Le Corbusier trouve que les murs intérieurs sont tristes et sans aucune vie... Encouragé par Bodivici, il réalisera pas moins de 8 fresques dans la villa. Il déclare même: "J’ai de plus une furieuse envie de salir des murs; dix compositions sont prêtes, de quoi tout barbouiller."
Le Corbusier devant une de ses peintures
Le Corbusier, de plus en plus à l'aise, travaillant sur une fresque à la villa E-1027.
Pour couronner le tout, les peintures qu'il réalise à la villa E-1027 sont toutes à caractère sexuel...enfin, encore faut il les comprendre.Lorsqu' Eileen Gray apprend la nouvelle, elle qualifie le travail de l'architecte de "pure vandalisme". En même temps, on se met à sa place.
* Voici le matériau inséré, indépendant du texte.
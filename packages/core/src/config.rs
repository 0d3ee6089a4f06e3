//! Startup configuration for a coordinator.

use std::collections::HashSet;

use serde::{Deserialize, Serialize};

use crate::{QueueConfig, SwarmConfig};

/// Settings for the event emitter.
#[derive(Debug, Clone, PartialEq, Serialize, Deserialize)]
#[serde(default)]
pub struct EventConfig {
    /// Number of recent events kept for late subscribers.
    pub history_capacity: usize,
}

impl Default for EventConfig {
    fn default() -> Self {
        Self {
            history_capacity: 256,
        }
    }
}

/// Everything a coordinator reads at startup.
#[derive(Debug, Clone, Default, PartialEq, Serialize, Deserialize)]
#[serde(default)]
pub struct CoordinatorConfig {
    pub queue: QueueConfig,
    pub swarm: SwarmConfig,
    pub events: EventConfig,
}

/// Reasons a configuration is rejected.
#[derive(Debug, Clone, PartialEq, thiserror::Error)]
pub enum ConfigError {
    #[error("{0} must be greater than zero")]
    Zero(&'static str),

    #[error("{name} must be within 0.0..=1.0, got {value}")]
    OutOfRange { name: &'static str, value: f64 },

    #[error("critical_below ({critical}) must not exceed strained_below ({strained})")]
    ThresholdOrder { critical: f64, strained: f64 },

    #[error("agent catalog is empty")]
    EmptyCatalog,

    #[error("agent '{0}' is defined more than once")]
    DuplicateAgent(String),

    #[error("agent '{0}' has an empty capability")]
    EmptyCapability(String),
}

impl CoordinatorConfig {
    pub fn validate(&self) -> Result<(), ConfigError> {
        let queue = &self.queue;
        if queue.concurrency == 0 {
            return Err(ConfigError::Zero("queue.concurrency"));
        }
        if queue.schedule_interval_ms == 0 {
            return Err(ConfigError::Zero("queue.schedule_interval_ms"));
        }
        if queue.poll_interval_ms == 0 {
            return Err(ConfigError::Zero("queue.poll_interval_ms"));
        }
        if queue.default_timeout_secs == 0 {
            return Err(ConfigError::Zero("queue.default_timeout_secs"));
        }
        if self.events.history_capacity == 0 {
            return Err(ConfigError::Zero("events.history_capacity"));
        }

        let swarm = &self.swarm;
        if swarm.failure_threshold == 0 {
            return Err(ConfigError::Zero("swarm.failure_threshold"));
        }
        for (name, value) in [
            ("swarm.strained_below", swarm.strained_below),
            ("swarm.critical_below", swarm.critical_below),
        ] {
            if !(0.0..=1.0).contains(&value) {
                return Err(ConfigError::OutOfRange { name, value });
            }
        }
        if swarm.critical_below > swarm.strained_below {
            return Err(ConfigError::ThresholdOrder {
                critical: swarm.critical_below,
                strained: swarm.strained_below,
            });
        }

        if swarm.agents.is_empty() {
            return Err(ConfigError::EmptyCatalog);
        }
        let mut names = HashSet::new();
        for definition in &swarm.agents {
            if !names.insert(definition.name.as_str()) {
                return Err(ConfigError::DuplicateAgent(definition.name.clone()));
            }
            if definition.capability.trim().is_empty() {
                return Err(ConfigError::EmptyCapability(definition.name.clone()));
            }
            if definition.replicas == 0 {
                return Err(ConfigError::Zero("agent replicas"));
            }
        }
        Ok(())
    }
}

#[cfg(test)]
mod tests {
    use super::*;
    use crate::{AgentDefinition, Tier};

    #[test]
    fn default_config_is_valid() {
        assert_eq!(CoordinatorConfig::default().validate(), Ok(()));
    }

    #[test]
    fn rejects_zero_concurrency() {
        let mut config = CoordinatorConfig::default();
        config.queue.concurrency = 0;
        assert_eq!(
            config.validate(),
            Err(ConfigError::Zero("queue.concurrency"))
        );
    }

    #[test]
    fn rejects_inverted_thresholds() {
        let mut config = CoordinatorConfig::default();
        config.swarm.critical_below = 0.9;
        assert!(matches!(
            config.validate(),
            Err(ConfigError::ThresholdOrder { .. })
        ));

        config.swarm.critical_below = 1.5;
        assert!(matches!(
            config.validate(),
            Err(ConfigError::OutOfRange { .. })
        ));
    }

    #[test]
    fn rejects_bad_catalogs() {
        let mut config = CoordinatorConfig::default();
        config.swarm.agents = vec![];
        assert_eq!(config.validate(), Err(ConfigError::EmptyCatalog));

        config.swarm.agents = vec![
            AgentDefinition::new("zstd", Tier::Balanced, "compress"),
            AgentDefinition::new("zstd", Tier::Deep, "compress"),
        ];
        assert_eq!(
            config.validate(),
            Err(ConfigError::DuplicateAgent("zstd".into()))
        );

        config.swarm.agents = vec![AgentDefinition::new("zstd", Tier::Balanced, " ")];
        assert_eq!(
            config.validate(),
            Err(ConfigError::EmptyCapability("zstd".into()))
        );
    }
}
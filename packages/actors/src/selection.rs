//! Agent selection strategy.
//!
//! Pure function over a snapshot of the registry so the tier preference and
//! the degraded fallback can be tested without a swarm or a scheduler.

use compactor_core::{Agent, AgentId, AgentStatus, Tier};

/// Whether degraded agents may be handed out.
#[derive(Debug, Clone, Copy, PartialEq, Eq)]
pub enum FallbackPolicy {
    /// Only idle agents are eligible.
    IdleOnly,
    /// A degraded agent is picked when no idle agent of any tier matches.
    AllowDegraded,
}

impl FallbackPolicy {
    pub fn from_toggle(fallback_to_degraded: bool) -> Self {
        if fallback_to_degraded {
            FallbackPolicy::AllowDegraded
        } else {
            FallbackPolicy::IdleOnly
        }
    }
}

/// What the strategy needs to know about one agent.
#[derive(Debug, Clone, Copy)]
pub struct Candidate<'a> {
    pub id: &'a AgentId,
    pub tier: Tier,
    pub capability: &'a str,
    pub status: AgentStatus,
    pub tasks_completed: u64,
    pub ordinal: usize,
}

impl<'a> From<&'a Agent> for Candidate<'a> {
    fn from(agent: &'a Agent) -> Self {
        Self {
            id: &agent.id,
            tier: agent.tier,
            capability: &agent.capability,
            status: agent.status,
            tasks_completed: agent.metrics.tasks_completed,
            ordinal: agent.ordinal,
        }
    }
}

/// The agent picked for a task and how it qualified.
#[derive(Debug, Clone, PartialEq, Eq)]
pub enum Selection {
    Idle(AgentId),
    DegradedFallback(AgentId),
}

impl Selection {
    pub fn agent_id(&self) -> &AgentId {
        match self {
            Selection::Idle(id) | Selection::DegradedFallback(id) => id,
        }
    }

    pub fn into_agent_id(self) -> AgentId {
        match self {
            Selection::Idle(id) | Selection::DegradedFallback(id) => id,
        }
    }
}

/// Pick an agent for `capability`.
///
/// Among idle agents carrying the capability, the cheapest tier wins, then
/// the agent with the fewest completed tasks, then catalog order. Offline and
/// busy agents are never eligible. Degraded agents are ranked the same way
/// and only considered under [`FallbackPolicy::AllowDegraded`] when no idle
/// agent matches. Returns `None` when nothing is eligible.
pub fn select_agent<'a>(
    capability: &str,
    candidates: impl IntoIterator<Item = Candidate<'a>>,
    policy: FallbackPolicy,
) -> Option<Selection> {
    let rank = |c: &Candidate<'a>| (c.tier, c.tasks_completed, c.ordinal);

    let mut best_idle: Option<Candidate<'a>> = None;
    let mut best_degraded: Option<Candidate<'a>> = None;
    for candidate in candidates {
        if candidate.capability != capability {
            continue;
        }
        let slot = match candidate.status {
            AgentStatus::Idle => &mut best_idle,
            AgentStatus::Degraded => &mut best_degraded,
            AgentStatus::Busy | AgentStatus::Offline => continue,
        };
        if slot.is_none_or(|current| rank(&candidate) < rank(&current)) {
            *slot = Some(candidate);
        }
    }

    if let Some(idle) = best_idle {
        return Some(Selection::Idle(idle.id.clone()));
    }
    match (policy, best_degraded) {
        (FallbackPolicy::AllowDegraded, Some(degraded)) => {
            Some(Selection::DegradedFallback(degraded.id.clone()))
        }
        _ => None,
    }
}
Le Corbu ou pas, il ne doit pas être très agréable de voir quelqu'un se lâcher sur vos propres murs.
Endommagées pendant la guerre, plusieurs peintures ont été restaurées par Le Corbusier lui-même en 1949 et à nouveau en 1963. Certaines peintures ont cependant disparu. Les peintures conservées ont été restaurées ou sont en cours de restauration.Peinture accueillant les visiteurs à l'entrée de la villa.Le Corbusier, sa femme Yvonne, et Badovici devant cette même peinture. (Le Corbusier garde les consignes peintes sur les murs par Eileen Gray comme ci dessus le "entrez lentement")
Petit à petit, Le Corbusier devient tellement indissociable du lieu que le grand public lui en attribue la paternité.
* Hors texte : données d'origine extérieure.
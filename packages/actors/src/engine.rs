//! Boundary to the compression engine.
//!
//! The queue never compresses anything itself. It starts a run through an
//! [`EngineAdapter`], polls it for progress and reads the outcome when the
//! run reports it is finished.

use std::collections::HashMap;
use std::path::PathBuf;
use std::sync::atomic::{AtomicU64, Ordering};

use compactor_core::JobConfig;
use parking_lot::Mutex;

/// Opaque identifier of one engine run.
#[derive(Debug, Clone, Copy, PartialEq, Eq, Hash)]
pub struct EngineHandle(pub u64);

impl std::fmt::Display for EngineHandle {
    fn fmt(&self, f: &mut std::fmt::Formatter<'_>) -> std::fmt::Result {
        write!(f, "run-{}", self.0)
    }
}

/// Byte counts reported by a running engine.
#[derive(Debug, Clone, Copy, Default, PartialEq, Eq)]
pub struct ProgressSnapshot {
    pub bytes_processed: u64,
    pub total_bytes: Option<u64>,
}

impl ProgressSnapshot {
    /// Completion percentage, or `None` while the total is unknown.
    pub fn percent(&self) -> Option<f64> {
        match self.total_bytes {
            Some(0) => Some(100.0),
            Some(total) => Some((self.bytes_processed as f64 / total as f64 * 100.0).min(100.0)),
            None => None,
        }
    }
}

/// How a finished run ended.
#[derive(Debug, Clone, PartialEq, Eq)]
pub enum EngineOutcome {
    Completed { bytes_processed: u64 },
    Failed { error: String },
}

/// Result of polling a run.
#[derive(Debug, Clone, PartialEq, Eq)]
pub enum EnginePoll {
    Running(ProgressSnapshot),
    Finished(EngineOutcome),
}

#[derive(Debug, Clone, PartialEq, Eq, thiserror::Error)]
pub enum EngineError {
    #[error("unknown engine run {0}")]
    UnknownHandle(EngineHandle),

    #[error("engine refused to start: {0}")]
    Start(String),

    #[error("engine failure: {0}")]
    Backend(String),
}

/// A compression backend driven by the queue.
///
/// Calls are synchronous and must return quickly; long work belongs on the
/// engine's own threads. After `poll` returns [`EnginePoll::Finished`] the
/// handle may be forgotten by the engine.
pub trait EngineAdapter: Send + Sync + 'static {
    fn name(&self) -> &str;

    fn start(&self, config: &JobConfig) -> Result<EngineHandle, EngineError>;

    fn poll(&self, handle: EngineHandle) -> Result<EnginePoll, EngineError>;

    /// Stop a run. Unknown handles are not an error once the run is gone.
    fn cancel(&self, handle: EngineHandle) -> Result<(), EngineError>;

    fn suspend(&self, handle: EngineHandle) -> Result<(), EngineError>;

    fn resume(&self, handle: EngineHandle) -> Result<(), EngineError>;
}

/// Option key read by [`StubEngine`] for the simulated input size.
pub const SIZE_OPTION: &str = "size_bytes";

const DEFAULT_SIZE: u64 = 1 << 20;

struct StubRun {
    total: u64,
    step: u32,
    fails: bool,
    suspended: bool,
}

/// Engine that simulates a run in a fixed number of polls.
///
/// Each poll advances an unsuspended run by one step. The run finishes on
/// the last step; runs whose target is listed with `failing_on` fail there.
pub struct StubEngine {
    steps: u32,
    default_size: u64,
    failing: Vec<PathBuf>,
    next_handle: AtomicU64,
    runs: Mutex<HashMap<EngineHandle, StubRun>>,
}

impl StubEngine {
    pub fn new(steps: u32) -> Self {
        Self {
            steps: steps.max(1),
            default_size: DEFAULT_SIZE,
            failing: Vec::new(),
            next_handle: AtomicU64::new(1),
            runs: Mutex::new(HashMap::new()),
        }
    }

    pub fn with_size(mut self, bytes: u64) -> Self {
        self.default_size = bytes;
        self
    }

    /// Make every run over `path` fail on its last step.
    pub fn failing_on(mut self, path: impl Into<PathBuf>) -> Self {
        self.failing.push(path.into());
        self
    }

    /// Runs started and not yet finished or cancelled.
    pub fn active_runs(&self) -> usize {
        self.runs.lock().len()
    }

    fn with_run<T>(
        &self,
        handle: EngineHandle,
        f: impl FnOnce(&mut StubRun) -> T,
    ) -> Result<T, EngineError> {
        let mut runs = self.runs.lock();
        let run = runs
            .get_mut(&handle)
            .ok_or(EngineError::UnknownHandle(handle))?;
        Ok(f(run))
    }
}

impl Default for StubEngine {
    fn default() -> Self {
        Self::new(10)
    }
}

impl EngineAdapter for StubEngine {
    fn name(&self) -> &str {
        "stub"
    }

    fn start(&self, config: &JobConfig) -> Result<EngineHandle, EngineError> {
        let total = match config.options.get(SIZE_OPTION) {
            Some(value) => value
                .as_u64()
                .ok_or_else(|| EngineError::Start(format!("{SIZE_OPTION} must be an integer")))?,
            None => self.default_size,
        };
        let handle = EngineHandle(self.next_handle.fetch_add(1, Ordering::Relaxed));
        let fails = self.failing.iter().any(|p| *p == config.target_path);
        self.runs.lock().insert(
            handle,
            StubRun {
                total,
                step: 0,
                fails,
                suspended: false,
            },
        );
        tracing::debug!(
            "Stub engine started {} on {}",
            handle,
            config.target_path.display()
        );
        Ok(handle)
    }

    fn poll(&self, handle: EngineHandle) -> Result<EnginePoll, EngineError> {
        let mut runs = self.runs.lock();
        let run = runs
            .get_mut(&handle)
            .ok_or(EngineError::UnknownHandle(handle))?;
        if !run.suspended && run.step < self.steps {
            run.step += 1;
        }
        // Widened so huge simulated sizes cannot overflow; the quotient fits back into u64.
        let bytes = (u128::from(run.total) * u128::from(run.step) / u128::from(self.steps)) as u64;
        if run.step < self.steps {
            return Ok(EnginePoll::Running(ProgressSnapshot {
                bytes_processed: bytes,
                total_bytes: Some(run.total),
            }));
        }

        let outcome = if run.fails {
            EngineOutcome::Failed {
                error: format!("simulated failure after {bytes} bytes"),
            }
        } else {
            EngineOutcome::Completed {
                bytes_processed: run.total,
            }
        };
        runs.remove(&handle);
        Ok(EnginePoll::Finished(outcome))
    }

    fn cancel(&self, handle: EngineHandle) -> Result<(), EngineError> {
        self.runs.lock().remove(&handle);
        Ok(())
    }

    fn suspend(&self, handle: EngineHandle) -> Result<(), EngineError> {
        self.with_run(handle, |run| run.suspended = true)
    }

    fn resume(&self, handle: EngineHandle) -> Result<(), EngineError> {
        self.with_run(handle, |run| run.suspended = false)
    }
}

#[cfg(test)]
mod tests {
    use super::*;

    #[test]
    fn percent_handles_unknown_and_empty_totals() {
        let unknown = ProgressSnapshot {
            bytes_processed: 10,
            total_bytes: None,
        };
        assert_eq!(unknown.percent(), None);
        let empty = ProgressSnapshot {
            bytes_processed: 0,
            total_bytes: Some(0),
        };
        assert_eq!(empty.percent(), Some(100.0));
        let half = ProgressSnapshot {
            bytes_processed: 50,
            total_bytes: Some(100),
        };
        assert_eq!(half.percent(), Some(50.0));
    }

    #[test]
    fn stub_run_advances_and_completes() {
        let engine = StubEngine::new(4).with_size(400);
        let handle = engine.start(&JobConfig::compress("/data/a")).unwrap();

        let mut seen = Vec::new();
        loop {
            match engine.poll(handle).unwrap() {
                EnginePoll::Running(snapshot) => seen.push(snapshot.bytes_processed),
                EnginePoll::Finished(outcome) => {
                    assert_eq!(
                        outcome,
                        EngineOutcome::Completed {
                            bytes_processed: 400
                        }
                    );
                    break;
                }
            }
        }
        assert_eq!(seen, vec![100, 200, 300]);
        assert_eq!(engine.active_runs(), 0);
        assert_eq!(
            engine.poll(handle),
            Err(EngineError::UnknownHandle(handle))
        );
    }

    #[test]
    fn suspended_run_does_not_advance() {
        let engine = StubEngine::new(4).with_size(400);
        let handle = engine.start(&JobConfig::compress("/data/a")).unwrap();
        engine.poll(handle).unwrap();
        engine.suspend(handle).unwrap();
        for _ in 0..3 {
            assert_eq!(
                engine.poll(handle).unwrap(),
                EnginePoll::Running(ProgressSnapshot {
                    bytes_processed: 100,
                    total_bytes: Some(400)
                })
            );
        }
        engine.resume(handle).unwrap();
        assert!(matches!(
            engine.poll(handle).unwrap(),
            EnginePoll::Running(ProgressSnapshot {
                bytes_processed: 200,
                ..
            })
        ));
    }

    #[test]
    fn failing_target_and_size_option() {
        let engine = StubEngine::new(1).failing_on("/data/bad");
        let handle = engine.start(&JobConfig::compress("/data/bad")).unwrap();
        assert!(matches!(
            engine.poll(handle).unwrap(),
            EnginePoll::Finished(EngineOutcome::Failed { .. })
        ));

        let config = JobConfig::compress("/data/a").with_option(SIZE_OPTION, 42.into());
        let handle = engine.start(&config).unwrap();
        assert_eq!(
            engine.poll(handle).unwrap(),
            EnginePoll::Finished(EngineOutcome::Completed {
                bytes_processed: 42
            })
        );

        let bad = JobConfig::compress("/data/a").with_option(SIZE_OPTION, "big".into());
        assert!(matches!(engine.start(&bad), Err(EngineError::Start(_))));
    }

    #[test]
    fn huge_size_reports_progress_without_overflow() {
        let engine = StubEngine::new(10);
        let config = JobConfig::compress("/data/huge").with_option(SIZE_OPTION, u64::MAX.into());
        let handle = engine.start(&config).unwrap();
        assert_eq!(
            engine.poll(handle).unwrap(),
            EnginePoll::Running(ProgressSnapshot {
                bytes_processed: u64::MAX / 10,
                total_bytes: Some(u64::MAX)
            })
        );
        for _ in 0..8 {
            engine.poll(handle).unwrap();
        }
        assert_eq!(
            engine.poll(handle).unwrap(),
            EnginePoll::Finished(EngineOutcome::Completed {
                bytes_processed: u64::MAX
            })
        );
    }

    #[test]
    fn cancel_forgets_the_run() {
        let engine = StubEngine::new(4);
        let handle = engine.start(&JobConfig::compress("/data/a")).unwrap();
        engine.cancel(handle).unwrap();
        engine.cancel(handle).unwrap();
        assert_eq!(engine.active_runs(), 0);
        assert!(engine.suspend(handle).is_err());
    }
}
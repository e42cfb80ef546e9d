//! Addition and division entry points.

use crate::error::{AE_ERR_NULL_POINTER, AE_OK};
use crate::evaluator;

/// Adds two integers. Overflow wraps around.
#[no_mangle]
pub extern "C" fn ae_add(a: i32, b: i32) -> i32 {
    evaluator::add(a, b)
}

/// Divides `a` by `b` and writes the quotient to `out`.
///
/// # Safety
/// - `out` must be a valid, writable pointer to an `f64`, or null
///
/// # Returns
/// 0 on success, 1 if `out` is null, 2 if `b` is zero.
/// `*out` is only written on success.
#[no_mangle]
pub unsafe extern "C" fn ae_divide(a: i32, b: i32, out: *mut f64) -> i32 {
    if out.is_null() {
        return AE_ERR_NULL_POINTER;
    }

    match evaluator::divide(a, b) {
        Ok(quotient) => {
            *out = quotient;
            AE_OK
        }
        Err(err) => err.code(),
    }
}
Toujours Le Corbu, mais cette fois ci carrément à poil et peignant encore et encore.
En 1956, à la mort de Badovici, sa soeur qui vit en Roumanie hérite de la maison et sera finalement mise en vente aux enchères en 1960.
Dans l'incapacité de se l'offrir, Le Corbusier pousse Marie-Louise Schelbert, une vieille amie, à acquérir la maison. Encore une façon d'y avoir un pied (ou deux) dedans!
Ce n'est donc pas un hasard si Le Corbusier édifie son cabanon juste à côté de la villa E-1027...mais ceci est le sujet d'un prochain billet!En 1982, Mme Schelbert lègue la maison a son médecin le Dr Kaegi qui sera responsable de l'éparpillement du mobilier d'origine. En effet, en 1991, il met en vente 28 pièces dessinées par Eileen Gray qui seront pour la plupart achetées par le centre Pompidou. Quelle bonne idée au final quand on connait la suite...En 1996, le docteur Kaegi est sauvagement assassiné par son jardinier (ne jamais se faire prendre en grippe par le petit personnel!). A la suite de cet événement la maison est inoccupée plusieurs années et connait alors squat et saccage. L'idée deco à piquer, "le vase canette".La villa doit son salut au Conservatoire du littoral qui s'en porte acquéreur ainsi que du site complet en 1999.
Enfin, après une vie des plus tumultueuses, le 27 Mars 2000 elle entre à l'inventaire des monuments historiques.
Eileen Gray, début 1900.
Ce qui frappe le plus votre cher et tendre Strict Maximum c'est l'attachement de Le Corbusier à la villa E-1027. Dès lors que l'architecte la découvre, il est comme envoûté et ce durant toute sa vie. Il trouvera même la mort dans les eaux a ses pieds... quand Eileen Gray, pourtant intimement liée à la conception, s'en détourne à jamais dès la fin de son histoire avec Badovici.